Making things happen vs letting things happen

Making things happen vs letting things happen

I believe in working hard to make things happen, with the understanding that some things can’t be forced. You can’t make those things happen: you can only let them happen.

Sounds straightforward, but sometimes I get these things confused. This happened recently, with our backyard hummingbirds.

I’ve lived in the same general area for sixteen years now, but I didn’t realize we had hummingbirds nearby until two years ago when we moved a mile down the road, into our new house. The people who lived here before us spent a ton of time on their yard, and it showed.

The landscaping was more intricate than anything we’d lived with before. They’d planted a big butterfly bush and bright yellow lilies right by the back back, and they attracted hummingbirds regularly. That first sighting was magical. The tiny birds didn’t come to visit as often as I would have liked, but they came regularly.

Flash forward two years.

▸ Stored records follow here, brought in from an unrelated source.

use crate::{configuration::PaymentSettings, email_client::EmailClient};
use sqlx::PgPool;

#[derive(Clone)]
pub struct AppState {
    pub db_pool: PgPool,
    pub email_client: EmailClient,
    pub payment: PaymentSettings,
}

A month ago, I was telling my sister-in-law that we’d only seen one hummingbird all summer, quite possibly because the lilies needed deadheading and the weeds were choking the butterfly bush. We missed them. She suggested a feeder. I looked online—they were $9. $15 for the good ones. Definitely worth a try.

I hung the feeder, and we immediately spotted a hummingbird. Then another. Then nothing for a week. (I followed all your tips you shared here. Thank you!)

Then they showed up.

Nearly a month later, it’s hummingbird city in my backyard. They’re here all the time, sipping from the feeder, perching on the branches of the redbud tree it hangs in. We’re no longer measuring their visits in seconds, but in quarter hours, maybe even hours on some days.

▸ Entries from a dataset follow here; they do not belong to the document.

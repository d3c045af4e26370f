pub mod app_state;
pub mod configuration;
pub mod domain;
pub mod email_client;
pub mod notification;
pub mod pix;
pub mod routes;
pub mod startup;
pub mod telemetry;
pub mod health_check;
pub mod submissions;
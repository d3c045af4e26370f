use axum::{
    body::Body,
    http::{HeaderValue, Request},
};
use tower_http::request_id::{MakeRequestId, RequestId};
use tracing::{subscriber::set_global_default, Span, Subscriber};
use tracing_bunyan_formatter::{BunyanFormattingLayer, JsonStorageLayer};
use tracing_log::LogTracer;
use tracing_subscriber::{fmt::MakeWriter, layer::SubscriberExt, EnvFilter, Registry};
use uuid::Uuid;

/// Bunyan-formatted JSON subscriber. `RUST_LOG` overrides
/// `default_env_filter` when set.
pub fn get_subscriber<Sink>(
    name: &str,
    default_env_filter: &str,
    sink: Sink,
) -> impl Subscriber + Send + Sync
where
    Sink: for<'a> MakeWriter<'a> + Send + Sync + 'static,
{
    Registry::default()
        .with(
            EnvFilter::try_from_default_env()
                .unwrap_or_else(|_| EnvFilter::new(default_env_filter)),
        )
        .with(JsonStorageLayer)
        .with(BunyanFormattingLayer::new(name.into(), sink))
}

pub fn init_subscriber(subscriber: impl Subscriber + Send + Sync) {
    LogTracer::init().expect("Failed to set logger");
    set_global_default(subscriber).expect("Failed to set subscriber");
}

/// Generates one UUID per incoming request for the `x-request-id`
/// header set and propagated in the router's middleware stack.
#[derive(Clone)]
pub struct RequestUuid;

impl MakeRequestId for RequestUuid {
    fn make_request_id<B>(&mut self, _: &Request<B>) -> Option<RequestId> {
        // A hyphenated UUID is always a valid header value.
        HeaderValue::from_str(&Uuid::new_v4().to_string())
            .ok()
            .map(RequestId::new)
    }
}

/// Root span for one pass through the submission pipeline. Everything
/// the handler logs, insert and status update included, nests under
/// it and carries the request id.
pub fn request_span(request: &Request<Body>) -> Span {
    let request_id = request
        .headers()
        .get("x-request-id")
        .and_then(|value| value.to_str().ok());

    tracing::info_span!(
        "HTTP request",
        request_id,
        http.method = %request.method(),
        http.path = request.uri().path(),
    )
}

I thought hummingbirds were one of those things that you had to let happen. To a certain extent, that’s true. You can’t force them. But you certainly can give nature a nudge.

We made a small change: a ten-minute, ten-dollar change. We didn’t make anything brand-new happen, but we’re getting a lot more of what was already there.

Now I’m scanning my surroundings, asking myself what other simple things can I do to help the good stuff happen more often?

What else can I do, not to make things happen, but to make it easier to let the good stuff happen?

I’m thinking about cultivating the kind of relaxed, low-stakes environment at home that makes it easy to have good conversations: the kind of atmosphere that builds trust and encourages truth-telling, like when Seth Godin talks about why he makes dinner for his family every night. Or when I’m driving my kids many miles in the car. With the right environment (and without the earbuds) you still can’t force a good conversation, but it’s more likely that one will unfold.

I’m thinking about a million romantic comedies where I’m certain the sidekick quips about giving love a push … but I can’t think of any specific examples. (It’s driving me bonkers! Help?)

I’m thinking about leaving a stack of good books by the bed, or on the coffee table, so you’ll be inspired to actually read them.

I don’t want to force anything, but if there’s a small change that could generate big results, I want to do it …. as soon as I can figure out what it is.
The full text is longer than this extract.